La noche ha sido alucinante. Hasta Chung-Hee, se ha portado, dejándonos estar el tiempo que queramos en la 002.

—Hoy haremos una excepción —había dicho antes de irse a la garita, despidiéndose e inclinándose levemente.

No sé qué hora es, pero estoy cansado. Cojo del brazo a Isaac y levanto su manga hasta ver el reloj de pulsera. Son las 00:19 y estoy reventado. Tengo treinta años y estoy cansado a las doce y diecinueve de la noche. Soy un auténtico carcamal. Debo terminar la partida, por lo menos, aprovechar la racha de victorias, para cerrarle la boca a Isaac. Esta es mi noche de suerte.

Me preparo para lanzar el tercer y último dardo hacia el número tres. El número que me falta para completar la ronda. Si clavo el dardo en él terminará el juego y me proclamaré ganador. Apunto, cerrando un ojo y moviendo hacia delante y hacia atrás la mano que sostiene el dardo, acaricio el relieve que se dibuja en el cuerpo delgado y nada pesado de este. Inspiro despacio y aguanto el aire cuando suelto el dardo con velocidad y fuerza. El sonido de trompetas y aplausos sale de los pequeños altavoces de la diana electrónica, haciendo parpadear en su pantalla azul las palabras player 1 WINNER.

—Te lo dije —muevo los hombros con ritmo, le vacilo—, no tienes nada que hacer contra mí.
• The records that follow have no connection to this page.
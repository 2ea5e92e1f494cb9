//! Programmable one-shot/periodic timers driven by the virtual clock.

use tracing::error;

use crate::event::ResetType;
use crate::object::{ObjectData, ObjectId};
use crate::{Kernel, TimeoutKey};

#[derive(Debug)]
pub struct Timer {
    pub reset_type: ResetType,
    pub signaled: bool,
    /// Re-fire period; zero means one-shot.
    pub interval_ns: i64,
}

impl Timer {
    pub(crate) fn acquire(&mut self) {
        if self.reset_type == ResetType::OneShot {
            self.signaled = false;
        }
    }
}

impl Kernel {
    /// Caller owns the returned reference.
    pub fn create_timer(&mut self, reset_type: ResetType, name: &str) -> ObjectId {
        self.insert_object(
            name,
            ObjectData::Timer(Timer {
                reset_type,
                signaled: false,
                interval_ns: 0,
            }),
        )
    }

    /// Schedules the first fire after `initial_ns` (zero signals immediately) and re-fires
    /// every `interval_ns` if nonzero. Negative delays are rejected at the syscall layer.
    pub fn set_timer(&mut self, timer: ObjectId, initial_ns: i64, interval_ns: i64) {
        debug_assert!(initial_ns >= 0 && interval_ns >= 0);
        self.timing.cancel(TimeoutKey::TimerFire(timer));
        self.timer_mut(timer).interval_ns = interval_ns;
        if initial_ns == 0 {
            self.signal_timer(timer, 0);
        } else {
            self.timing
                .schedule(initial_ns as u64, TimeoutKey::TimerFire(timer));
        }
    }

    /// Unschedules a pending fire; idempotent.
    pub fn cancel_timer(&mut self, timer: ObjectId) {
        self.timing.cancel(TimeoutKey::TimerFire(timer));
    }

    /// Resets the signaled flag without touching the schedule.
    pub fn clear_timer(&mut self, timer: ObjectId) {
        self.timer_mut(timer).signaled = false;
    }

    pub(crate) fn timer_fired(&mut self, timer: ObjectId, lateness_ns: u64) {
        if !self.objects.contains_key(&timer) {
            error!(timer = timer.0, "timer event fired for a vanished timer");
            return;
        }
        self.signal_timer(timer, lateness_ns);
    }

    fn signal_timer(&mut self, timer: ObjectId, lateness_ns: u64) {
        self.timer_mut(timer).signaled = true;
        self.wakeup_all_waiting_threads(timer);
        if self.timer(timer).reset_type == ResetType::Pulse {
            self.timer_mut(timer).signaled = false;
        }
        let interval = self.timer(timer).interval_ns;
        if interval > 0 {
            // Subtract how late this fire was so periodic timers do not drift.
            let delay = (interval as u64).saturating_sub(lateness_ns);
            self.timing.schedule(delay, TimeoutKey::TimerFire(timer));
        }
    }

    pub(crate) fn timer(&self, id: ObjectId) -> &Timer {
        match &self.object(id).expect("stale timer id").data {
            ObjectData::Timer(timer) => timer,
            _ => panic!("object {id:?} is not a timer"),
        }
    }

    pub(crate) fn timer_mut(&mut self, id: ObjectId) -> &mut Timer {
        match &mut self.object_mut(id).expect("stale timer id").data {
            ObjectData::Timer(timer) => timer,
            _ => panic!("object {id:?} is not a timer"),
        }
    }
}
—El ignorante llama maestría a la suerte —replica Isaac sacando los dardos clavados—. ¿La revancha? —Pulsa el botón que resetea el modo de juego.
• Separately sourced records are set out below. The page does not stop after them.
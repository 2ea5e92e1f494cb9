//! Priority-bucketed ready queue.
//!
//! 64 FIFO buckets, priority 0 (highest) through 63 (lowest). A bitmap of non-empty buckets
//! keeps best-bucket lookup cheap. Threads know their own current priority, so membership
//! operations take the bucket index explicitly and assert consistency.

use std::collections::VecDeque;

use crate::object::ObjectId;

pub const PRIORITY_LEVELS: u32 = 64;

#[derive(Debug)]
pub struct ReadyQueue {
    buckets: Vec<VecDeque<ObjectId>>,
    nonempty: u64,
}

impl ReadyQueue {
    pub fn new() -> Self {
        Self {
            buckets: (0..PRIORITY_LEVELS).map(|_| VecDeque::new()).collect(),
            nonempty: 0,
        }
    }

    pub fn is_empty(&self) -> bool {
        self.nonempty == 0
    }

    pub fn push_back(&mut self, priority: u32, thread: ObjectId) {
        debug_assert!(!self.contains(priority, thread), "thread queued twice");
        self.buckets[priority as usize].push_back(thread);
        self.nonempty |= 1 << priority;
    }

    /// Queues at the front of the bucket; used for threads pre-empted without yielding so
    /// they keep the remainder of their turn.
    pub fn push_front(&mut self, priority: u32, thread: ObjectId) {
        debug_assert!(!self.contains(priority, thread), "thread queued twice");
        self.buckets[priority as usize].push_front(thread);
        self.nonempty |= 1 << priority;
    }

    pub fn remove(&mut self, priority: u32, thread: ObjectId) {
        let bucket = &mut self.buckets[priority as usize];
        let before = bucket.len();
        bucket.retain(|&t| t != thread);
        debug_assert_eq!(bucket.len() + 1, before, "thread missing from its bucket");
        if bucket.is_empty() {
            self.nonempty &= !(1 << priority);
        }
    }

    pub fn contains(&self, priority: u32, thread: ObjectId) -> bool {
        self.buckets[priority as usize].contains(&thread)
    }

    /// Best-priority thread without dequeuing it.
    pub fn first(&self) -> Option<(u32, ObjectId)> {
        let priority = self.best_priority()?;
        Some((priority, self.buckets[priority as usize][0]))
    }

    pub fn pop_first(&mut self) -> Option<ObjectId> {
        let priority = self.best_priority()?;
        self.pop_from(priority)
    }

    /// Pops the best thread only if it is strictly better (numerically lower) than
    /// `priority`; used to avoid pointless switches among equal-priority threads.
    pub fn pop_first_better(&mut self, priority: u32) -> Option<ObjectId> {
        let best = self.best_priority()?;
        (best < priority).then(|| self.pop_from(best))?
    }

    pub fn move_thread(&mut self, thread: ObjectId, from: u32, to: u32) {
        if from == to {
            return;
        }
        self.remove(from, thread);
        self.push_back(to, thread);
    }

    fn best_priority(&self) -> Option<u32> {
        (self.nonempty != 0).then(|| self.nonempty.trailing_zeros())
    }

    fn pop_from(&mut self, priority: u32) -> Option<ObjectId> {
        let bucket = &mut self.buckets[priority as usize];
        let thread = bucket.pop_front();
        if bucket.is_empty() {
            self.nonempty &= !(1 << priority);
        }
        thread
    }
}

impl Default for ReadyQueue {
    fn default() -> Self {
        Self::new()
    }
}

#[cfg(test)]
mod tests {
    use pretty_assertions::assert_eq;
    use proptest::prelude::*;

    use super::*;

    #[test]
    fn pops_by_priority_with_fifo_tie_break() {
        let mut queue = ReadyQueue::new();
        queue.push_back(30, ObjectId(1));
        queue.push_back(10, ObjectId(2));
        queue.push_back(10, ObjectId(3));
        assert_eq!(queue.first(), Some((10, ObjectId(2))));
        assert_eq!(queue.pop_first(), Some(ObjectId(2)));
        assert_eq!(queue.pop_first(), Some(ObjectId(3)));
        assert_eq!(queue.pop_first(), Some(ObjectId(1)));
        assert_eq!(queue.pop_first(), None);
    }

    #[test]
    fn push_front_preserves_the_turn_of_a_preempted_thread() {
        let mut queue = ReadyQueue::new();
        queue.push_back(20, ObjectId(1));
        queue.push_front(20, ObjectId(2));
        assert_eq!(queue.pop_first(), Some(ObjectId(2)));
        assert_eq!(queue.pop_first(), Some(ObjectId(1)));
    }

    #[test]
    fn pop_first_better_requires_strict_improvement() {
        let mut queue = ReadyQueue::new();
        queue.push_back(20, ObjectId(1));
        assert_eq!(queue.pop_first_better(20), None);
        assert_eq!(queue.pop_first_better(21), Some(ObjectId(1)));
    }

    #[test]
    fn move_thread_changes_buckets() {
        let mut queue = ReadyQueue::new();
        queue.push_back(40, ObjectId(1));
        queue.move_thread(ObjectId(1), 40, 10);
        assert!(!queue.contains(40, ObjectId(1)));
        assert!(queue.contains(10, ObjectId(1)));
        assert_eq!(queue.pop_first(), Some(ObjectId(1)));
        assert!(queue.is_empty());
    }

    proptest! {
        // Model check against a naive sorted list: every thread sits in exactly the bucket we
        // last assigned it, and pop order is (priority, FIFO).
        #[test]
        fn matches_a_naive_model(ops in prop::collection::vec((0u8..3, 0u32..8, 0u32..64), 1..128)) {
            let mut queue = ReadyQueue::new();
            let mut model: Vec<(u32, u32)> = Vec::new(); // (priority, thread)
            for (op, thread, priority) in ops {
                let id = ObjectId(thread);
                match op {
                    0 => {
                        if !model.iter().any(|&(_, t)| t == thread) {
                            queue.push_back(priority, id);
                            model.push((priority, thread));
                        }
                    }
                    1 => {
                        if let Some(pos) = model.iter().position(|&(_, t)| t == thread) {
                            let (old, _) = model.remove(pos);
                            queue.remove(old, id);
                        }
                    }
                    _ => {
                        let expected = model
                            .iter()
                            .enumerate()
                            .min_by_key(|&(i, &(p, _))| (p, i))
                            .map(|(i, _)| i);
                        match expected {
                            Some(i) => {
                                let (_, t) = model.remove(i);
                                prop_assert_eq!(queue.pop_first(), Some(ObjectId(t)));
                            }
                            None => prop_assert_eq!(queue.pop_first(), None),
                        }
                    }
                }
                prop_assert_eq!(queue.is_empty(), model.is_empty());
            }
        }
    }
}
Se muerde el labio al darse media vuelta.

—Paso, estoy cansado de ganarte —bostezo—. Voy a dormir —señalo a la puerta con el pulgar—, pero tú puedes quedarte a practicar. A lo mejor la próxima vez puedes ganarme —guiño intentando ser tan descarado como él.

Suelta un bufido por la nariz con media sonrisa. Asiente sin decir nada, toquetea los botones haciendo hablar a la diana, que ahora ofrece otro modo de juego en solitario.
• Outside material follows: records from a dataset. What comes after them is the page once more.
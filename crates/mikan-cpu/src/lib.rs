//! Execution-context boundary between the HLE kernel and the CPU component.
//!
//! The kernel never interprets instructions; it only needs a register file it can read SVC
//! arguments from, write results into, and swap wholesale on a context switch. [`Cpu`] is that
//! narrow surface, and [`ThreadContext`] is the per-thread blob the scheduler saves and
//! restores through it. A JIT or interpreter backend implements [`Cpu`] over its own state;
//! [`HleCpu`] is a register-file-only implementation for tests and for hosts that drive the
//! kernel directly.

/// CPSR mode bits for user mode on the emulated core.
pub const USER32_MODE: u32 = 0x10;

/// FPSCR default-NaN mode bit.
pub const FPSCR_DEFAULT_NAN: u32 = 1 << 25;
/// FPSCR flush-to-zero mode bit.
pub const FPSCR_FLUSH_TO_ZERO: u32 = 1 << 24;
/// FPSCR round-toward-zero rounding mode.
pub const FPSCR_ROUND_TOZERO: u32 = 3 << 22;
/// FPSCR inexact cumulative exception bit.
pub const FPSCR_IXC: u32 = 1 << 4;

const REG_SP: usize = 13;
const REG_PC: usize = 15;

/// Saved register state of one guest thread.
///
/// Treated as an opaque blob by everything except the CPU boundary: the kernel creates it,
/// resets it when a thread is (re)initialised, and pokes individual registers only to deliver
/// syscall results to suspended threads.
#[derive(Debug, Clone, Default, PartialEq, Eq)]
pub struct ThreadContext {
    regs: [u32; 16],
    cpsr: u32,
    fpscr: u32,
}

impl ThreadContext {
    pub fn new() -> Self {
        Self::default()
    }

    /// Clears all register state back to power-on defaults.
    pub fn reset(&mut self) {
        *self = Self::default();
    }

    pub fn cpu_register(&self, index: usize) -> u32 {
        self.regs[index]
    }

    pub fn set_cpu_register(&mut self, index: usize, value: u32) {
        self.regs[index] = value;
    }

    pub fn program_counter(&self) -> u32 {
        self.regs[REG_PC]
    }

    pub fn set_program_counter(&mut self, value: u32) {
        self.regs[REG_PC] = value;
    }

    pub fn stack_pointer(&self) -> u32 {
        self.regs[REG_SP]
    }

    pub fn set_stack_pointer(&mut self, value: u32) {
        self.regs[REG_SP] = value;
    }

    pub fn cpsr(&self) -> u32 {
        self.cpsr
    }

    pub fn set_cpsr(&mut self, value: u32) {
        self.cpsr = value;
    }

    pub fn fpscr(&self) -> u32 {
        self.fpscr
    }

    pub fn set_fpscr(&mut self, value: u32) {
        self.fpscr = value;
    }
}

/// Register-level access to the active core.
///
/// All methods address the *currently loaded* context; the scheduler is responsible for
/// pairing `save_context`/`load_context` calls around a switch.
pub trait Cpu {
    /// Reads general-purpose register `index` (0..=15).
    fn reg(&self, index: usize) -> u32;

    /// Writes general-purpose register `index` (0..=15).
    fn set_reg(&mut self, index: usize, value: u32);

    fn pc(&self) -> u32 {
        self.reg(REG_PC)
    }

    fn set_pc(&mut self, value: u32) {
        self.set_reg(REG_PC, value);
    }

    /// Copies the live register file into `context`.
    fn save_context(&self, context: &mut ThreadContext);

    /// Replaces the live register file with `context`.
    fn load_context(&mut self, context: &ThreadContext);

    /// Publishes the thread-local-storage base through the read-only thread ID register
    /// (CP15 c13); guest code reads it to locate its TLS slot and IPC command buffer.
    fn set_tls_base(&mut self, vaddr: u32);
}

/// A [`Cpu`] that is nothing but a register file.
///
/// Sufficient for exercising the kernel: SVC arguments are staged with `set_reg`, results read
/// back with `reg`, and context switches behave exactly as they would on a real backend.
#[derive(Debug, Default)]
pub struct HleCpu {
    context: ThreadContext,
    tls_base: u32,
}

impl HleCpu {
    pub fn new() -> Self {
        Self::default()
    }

    /// The TLS base most recently published via [`Cpu::set_tls_base`].
    pub fn tls_base(&self) -> u32 {
        self.tls_base
    }
}

impl Cpu for HleCpu {
    fn reg(&self, index: usize) -> u32 {
        self.context.cpu_register(index)
    }

    fn set_reg(&mut self, index: usize, value: u32) {
        self.context.set_cpu_register(index, value);
    }

    fn save_context(&self, context: &mut ThreadContext) {
        *context = self.context.clone();
    }

    fn load_context(&mut self, context: &ThreadContext) {
        self.context = context.clone();
    }

    fn set_tls_base(&mut self, vaddr: u32) {
        self.tls_base = vaddr;
    }
}

#[cfg(test)]
mod tests {
    use pretty_assertions::assert_eq;

    use super::*;

    #[test]
    fn context_round_trips_through_the_cpu() {
        let mut cpu = HleCpu::new();
        cpu.set_reg(0, 0xDEAD_BEEF);
        cpu.set_reg(13, 0x1000_0000);
        cpu.set_pc(0x0010_0000);

        let mut saved = ThreadContext::new();
        cpu.save_context(&mut saved);
        assert_eq!(saved.cpu_register(0), 0xDEAD_BEEF);
        assert_eq!(saved.stack_pointer(), 0x1000_0000);
        assert_eq!(saved.program_counter(), 0x0010_0000);

        let mut other = ThreadContext::new();
        other.set_cpu_register(0, 7);
        cpu.load_context(&other);
        assert_eq!(cpu.reg(0), 7);

        cpu.load_context(&saved);
        assert_eq!(cpu.reg(0), 0xDEAD_BEEF);
    }

    #[test]
    fn reset_clears_every_register() {
        let mut context = ThreadContext::new();
        context.set_cpu_register(4, 4);
        context.set_cpsr(USER32_MODE);
        context.set_fpscr(FPSCR_DEFAULT_NAN);
        context.reset();
        assert_eq!(context, ThreadContext::new());
    }
}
—Como quieras abuelete... —se cachondea de mí.

—Buenas noches, manco —me burlo de él—. No te acuestes muy tarde practicando.

—Buenas noches, Eze.

Camino hacia la puerta, oigo un dardo clavarse con fuerza en la diana, triple. Llego al marco de la puerta, cuando oigo un segundo dardo clavarse.

—Que sueñes cosas bonitas, o conmigo, lo que más te apetezca.

Me quedo inmóvil en el umbral de la puerta. El sonido del tercer dardo clavándose en la diana, hace decir a la máquina double. No puedo estar más de acuerdo, ha sido un golpe doblemente certero. El retumbar del tercer dardo ha atravesado la diana y mi pecho, haciéndome temblar, perder el equilibrio.

Hago como si no lo hubiera escuchado y me largo de la habitación con la poca dignidad que me queda al tropezar con mis propios pies. Ando hacia mi cuarto, sin mirar atrás, sin mirar a Isaac, que aún no ha recogido los dardos, y sospecho que aún me mira mientras desaparezco de su campo de visión.

Cierro la puerta, me dejo caer en la cama y suspiro con fuerza. No sé si estoy emocionado, muerto de la vergüenza o en estado de shock. Puede que sea un poco de todo, puede que sea un coctel de sensaciones. Un cóctel molotov.